## ACTIVITY:
Report each line of the records below that uses the word "resize".

## MATERIAL PROVIDED:
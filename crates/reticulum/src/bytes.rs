use core::fmt;
use std::sync::Arc;

use crate::error::RnsError;

/// Copy-on-write byte container. Clones share storage; any mutation first
/// obtains exclusive ownership, so concurrent readers of a shared handle
/// never observe a partial write.
#[derive(Clone, Default)]
pub struct Bytes {
    data: Arc<Vec<u8>>,
}

impl Bytes {
    pub fn new() -> Self {
        Self { data: Arc::new(Vec::new()) }
    }

    pub fn from_slice(data: &[u8]) -> Self {
        Self { data: Arc::new(data.to_vec()) }
    }

    pub fn from_vec(data: Vec<u8>) -> Self {
        Self { data: Arc::new(data) }
    }

    pub fn from_hex(hex_string: &str) -> Result<Self, RnsError> {
        let decoded = hex::decode(hex_string).map_err(|_| RnsError::InvalidArgument)?;
        Ok(Self::from_vec(decoded))
    }

    pub fn len(&self) -> usize {
        self.data.len()
    }

    pub fn is_empty(&self) -> bool {
        self.data.is_empty()
    }

    pub fn as_slice(&self) -> &[u8] {
        &self.data
    }

    /// True when this handle shares storage with at least one other handle.
    pub fn is_shared(&self) -> bool {
        Arc::strong_count(&self.data) > 1
    }

    pub fn append(&mut self, data: &[u8]) {
        Arc::make_mut(&mut self.data).extend_from_slice(data);
    }

    pub fn resize(&mut self, len: usize) {
        Arc::make_mut(&mut self.data).resize(len, 0);
    }

    /// Exclusive region of at least `n` contiguous bytes at the start of the
    /// buffer, growing it if needed. Detaches from shared storage first.
    pub fn writable(&mut self, n: usize) -> &mut [u8] {
        let storage = Arc::make_mut(&mut self.data);
        if storage.len() < n {
            storage.resize(n, 0);
        }
        &mut storage[..]
    }

    pub fn left(&self, n: usize) -> Bytes {
        let end = n.min(self.data.len());
        Self::from_slice(&self.data[..end])
    }

    pub fn mid(&self, offset: usize, len: usize) -> Bytes {
        let start = offset.min(self.data.len());
        let end = (offset + len).min(self.data.len());
        Self::from_slice(&self.data[start..end])
    }

    pub fn to_hex(&self) -> String {
        hex::encode(self.data.as_slice())
    }
}

impl PartialEq for Bytes {
    fn eq(&self, other: &Self) -> bool {
        self.data == other.data
    }
}

impl Eq for Bytes {}

impl From<&[u8]> for Bytes {
    fn from(data: &[u8]) -> Self {
        Self::from_slice(data)
    }
}

impl fmt::Debug for Bytes {
    fn fmt(&self, f: &mut fmt::Formatter<'_>) -> fmt::Result {
        write!(f, "Bytes[{}]({})", self.len(), self.to_hex())
    }
}

#[cfg(test)]
mod tests {
    use super::Bytes;

    #[test]
    fn shared_handle_is_unchanged_by_writable_mutation() {
        let mut original = Bytes::from_slice(b"\x01\x02\x03");
        let shared = original.clone();
        assert!(original.is_shared());

        original.writable(3)[0] = 0xff;

        assert_eq!(shared.as_slice(), b"\x01\x02\x03");
        assert_eq!(original.as_slice(), b"\xff\x02\x03");
        assert!(!original.is_shared());
    }

    #[test]
    fn shared_handle_is_unchanged_by_append() {
        let mut original = Bytes::from_slice(b"ab");
        let shared = original.clone();

        original.append(b"cd");

        assert_eq!(shared.as_slice(), b"ab");
        assert_eq!(original.as_slice(), b"abcd");
    }

    #[test]
    fn append_is_associative() {
        let mut split = Bytes::new();
        split.append(b"head");
        split.append(b"tail");

        let mut joined = Bytes::new();
        joined.append(b"headtail");

        assert_eq!(split, joined);
    }

    #[test]
    fn hex_roundtrip() {
        let original = Bytes::from_slice(&[0x00, 0x7f, 0xff, 0x10]);
        let restored = Bytes::from_hex(&original.to_hex()).expect("valid hex");
        assert_eq!(restored, original);
    }

    #[test]
    fn left_and_mid_views() {
        let bytes = Bytes::from_slice(b"abcdef");
        assert_eq!(bytes.left(3).as_slice(), b"abc");
        assert_eq!(bytes.mid(2, 3).as_slice(), b"cde");
        assert_eq!(bytes.mid(4, 10).as_slice(), b"ef");
        assert_eq!(bytes.left(10).as_slice(), b"abcdef");
    }

    #[test]
    fn writable_grows_buffer() {
        let mut bytes = Bytes::from_slice(b"ab");
        let region = bytes.writable(4);
        assert!(region.len() >= 4);
        region[3] = 0x7a;
        assert_eq!(bytes.len(), 4);
        assert_eq!(bytes.as_slice()[3], 0x7a);
    }
}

## WRITTEN RESPONSE:
    pub fn resize(&mut self, len: usize) {
        Arc::make_mut(&mut self.data).resize(len, 0);
            storage.resize(n, 0);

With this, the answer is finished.